Work instructions
Read the data below line by line and state how many lines hold "when". Nothing else belongs in the answer.

[Exercise material Boundary: Start]

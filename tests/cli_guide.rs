use assert_cmd::cargo::cargo_bin_cmd;
use predicates::prelude::*;
use tempfile::TempDir;

#[test]
fn command_guide_newick() -> anyhow::Result<()> {
    let mut cmd = cargo_bin_cmd!("pmsa");
    let output = cmd.arg("guide").arg("tests/pmsa/small.fa").output()?;
    let stdout = String::from_utf8(output.stdout)?;

    assert!(output.status.success());
    assert_eq!(stdout.lines().count(), 1);
    assert_eq!(stdout, "((a1,a2),(b1,b2));\n");

    Ok(())
}

#[test]
fn command_guide_lengths() -> anyhow::Result<()> {
    let mut cmd = cargo_bin_cmd!("pmsa");
    let output = cmd
        .arg("guide")
        .arg("tests/pmsa/small.fa")
        .arg("--lengths")
        .output()?;
    let stdout = String::from_utf8(output.stdout)?;

    // identical sequences join at height 0
    assert!(stdout.starts_with("((a1:0,a2:0):"));
    assert!(stdout.contains("(b1:0,b2:0):"));

    Ok(())
}

#[test]
fn command_guide_cluster() -> anyhow::Result<()> {
    let mut cmd = cargo_bin_cmd!("pmsa");
    let output = cmd
        .arg("guide")
        .arg("tests/pmsa/small.fa")
        .arg("--format")
        .arg("cluster")
        .arg("--parallel")
        .arg("2")
        .output()?;
    let stdout = String::from_utf8(output.stdout)?;

    let ids: Vec<&str> = stdout.lines().filter(|l| l.starts_with('>')).collect();
    assert_eq!(ids, vec![">a1", ">a2", ">b1", ">b2"]);
    assert!(stdout.contains(">a2\nMKVLAAGIVGLLLAQ\n"));

    Ok(())
}

#[test]
fn command_guide_merge() -> anyhow::Result<()> {
    let mut cmd = cargo_bin_cmd!("pmsa");
    let output = cmd
        .arg("guide")
        .arg("tests/pmsa/small.fa")
        .arg("--format")
        .arg("merge")
        .output()?;
    let stdout = String::from_utf8(output.stdout)?;
    let lines: Vec<&str> = stdout.lines().collect();

    assert_eq!(lines.len(), 3);
    assert!(lines[0].starts_with("1\ta1\ta2\t0.000000\ta1,a2\t"));
    assert!(lines[1].starts_with("2\tb1\tb2\t0.000000\tb1,b2\t"));
    assert!(lines[2].starts_with("3\ta1,a2\tb1,b2\t"));

    Ok(())
}

#[test]
fn command_guide_matrix() -> anyhow::Result<()> {
    let temp = TempDir::new()?;
    let output = temp.path().join("guide.nwk");

    let mut cmd = cargo_bin_cmd!("pmsa");
    cmd.arg("guide")
        .arg("tests/pmsa/small.fa")
        .arg("--matrix")
        .arg("tests/pmsa/small.phy")
        .arg("-o")
        .arg(&output)
        .assert()
        .success();

    let nwk = std::fs::read_to_string(&output)?;
    // rows are matched by name, not by position in the file
    assert_eq!(nwk, "((a1,b1),(a2,b2));\n");

    Ok(())
}

#[test]
fn command_guide_single() -> anyhow::Result<()> {
    let mut cmd = cargo_bin_cmd!("pmsa");
    cmd.arg("guide")
        .arg("tests/pmsa/single.fa")
        .assert()
        .success()
        .stdout("only;\n");

    let mut cmd = cargo_bin_cmd!("pmsa");
    cmd.arg("guide")
        .arg("tests/pmsa/single.fa")
        .arg("--format")
        .arg("merge")
        .assert()
        .success()
        .stdout("");

    Ok(())
}

#[test]
fn command_guide_empty() -> anyhow::Result<()> {
    let mut cmd = cargo_bin_cmd!("pmsa");
    cmd.arg("guide")
        .arg("tests/pmsa/empty.fa")
        .assert()
        .failure()
        .stderr(predicate::str::contains("No sequences to cluster"));

    Ok(())
}

#[test]
fn command_guide_matrix_mismatch() -> anyhow::Result<()> {
    let temp = TempDir::new()?;
    let input = temp.path().join("input.phy");
    std::fs::write(&input, "2\na1 0 1\nzz 1 0\n")?;

    let mut cmd = cargo_bin_cmd!("pmsa");
    cmd.arg("guide")
        .arg("tests/pmsa/small.fa")
        .arg("--matrix")
        .arg(&input)
        .assert()
        .failure()
        .stderr(predicate::str::contains("does not match the distance matrix"));

    Ok(())
}

#[test]
fn command_guide_matrix_malformed() -> anyhow::Result<()> {
    let temp = TempDir::new()?;
    let input = temp.path().join("input.phy");
    std::fs::write(&input, "4\na1 0 1 1 1\na2 1 0 1\nb1 1 1 0 1\nb2 1 1 1 0\n")?;

    let mut cmd = cargo_bin_cmd!("pmsa");
    cmd.arg("guide")
        .arg("tests/pmsa/small.fa")
        .arg("--matrix")
        .arg(&input)
        .assert()
        .failure()
        .stderr(predicate::str::contains("row [a2] has 3 distances"));

    let missing = temp.path().join("missing.phy");
    let mut cmd = cargo_bin_cmd!("pmsa");
    cmd.arg("guide")
        .arg("tests/pmsa/small.fa")
        .arg("--matrix")
        .arg(&missing)
        .assert()
        .failure()
        .stderr(predicate::str::contains("could not open"));

    Ok(())
}
use super::error::ClusterError;
use wide::f32x8;

const LANES: usize = 8;

/// A square, read-only matrix of sequence-to-sequence distances stored row by row.
///
/// Cell `(i, j)` lives at `values[i * size + j]`.
#[derive(Debug, Clone, PartialEq)]
pub struct DistMatrix {
    size: usize,
    values: Vec<f32>,
}

impl DistMatrix {
    /// Wrap `values` as a `size` x `size` matrix.
    ///
    /// Fails when the matrix is empty, when the number of cells is not `size * size`,
    /// or when any cell is negative or not finite.
    ///
    /// ```
    /// use pmsa::libs::upgma::DistMatrix;
    /// let m = DistMatrix::new(2, vec![0.0, 1.0, 1.0, 0.0]).unwrap();
    /// assert_eq!(m.get(0, 1), 1.0);
    /// assert!(DistMatrix::new(2, vec![0.0; 3]).is_err());
    /// ```
    pub fn new(size: usize, values: Vec<f32>) -> Result<Self, ClusterError> {
        if size == 0 {
            return Err(ClusterError::EmptyInput);
        }
        if values.len() != size * size {
            return Err(ClusterError::DimensionMismatch {
                expected: size * size,
                found: values.len(),
            });
        }
        if let Some(pos) = values.iter().position(|v| !v.is_finite() || *v < 0.0) {
            return Err(ClusterError::InvalidDistance {
                row: pos / size,
                col: pos % size,
                value: values[pos],
            });
        }

        Ok(Self { size, values })
    }

    /// Number of sequences, i.e. rows.
    pub fn size(&self) -> usize {
        self.size
    }

    pub fn get(&self, i: usize, j: usize) -> f32 {
        self.values[i * self.size + j]
    }

    /// Row `i`, the embedding vector of sequence `i`.
    pub fn row(&self, i: usize) -> &[f32] {
        &self.values[i * self.size..(i + 1) * self.size]
    }

    /// Sum of squared differences between the rows of sequences `i` and `j`.
    ///
    /// No square root is taken.
    pub fn squared_embedding_distance(&self, i: usize, j: usize) -> f32 {
        squared_distance(self.row(i), self.row(j))
    }
}

/// Squared Euclidean distance of two equally long vectors.
///
/// Full chunks of 8 are accumulated in `f32x8` lanes and reduced horizontally, the
/// `len % 8` leftover terms are added one by one.
pub fn squared_distance(a: &[f32], b: &[f32]) -> f32 {
    debug_assert_eq!(a.len(), b.len());
    let body = a.len() / LANES * LANES;

    let mut acc = f32x8::splat(0.0);
    for (ca, cb) in a[..body]
        .chunks_exact(LANES)
        .zip(b[..body].chunks_exact(LANES))
    {
        let va = f32x8::from(std::array::from_fn::<f32, LANES, _>(|l| ca[l]));
        let vb = f32x8::from(std::array::from_fn::<f32, LANES, _>(|l| cb[l]));
        let diff = va - vb;
        acc += diff * diff;
    }

    let mut sum = acc.reduce_add();
    for (x, y) in a[body..].iter().zip(&b[body..]) {
        let diff = x - y;
        sum += diff * diff;
    }

    sum
}

/// [`squared_distance`] with `W` plain lanes instead of `f32x8`.
///
/// `W == 1` is the fully scalar loop.
pub fn squared_distance_chunked<const W: usize>(a: &[f32], b: &[f32]) -> f32 {
    assert!(W > 0, "vector width must be positive");
    debug_assert_eq!(a.len(), b.len());
    let body = a.len() / W * W;

    let mut acc = [0f32; W];
    for (ca, cb) in a[..body].chunks_exact(W).zip(b[..body].chunks_exact(W)) {
        for lane in 0..W {
            let diff = ca[lane] - cb[lane];
            acc[lane] += diff * diff;
        }
    }

    let mut sum: f32 = acc.iter().sum();
    for (x, y) in a[body..].iter().zip(&b[body..]) {
        let diff = x - y;
        sum += diff * diff;
    }

    sum
}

[Exercise material Boundary: End]

Worked solution
2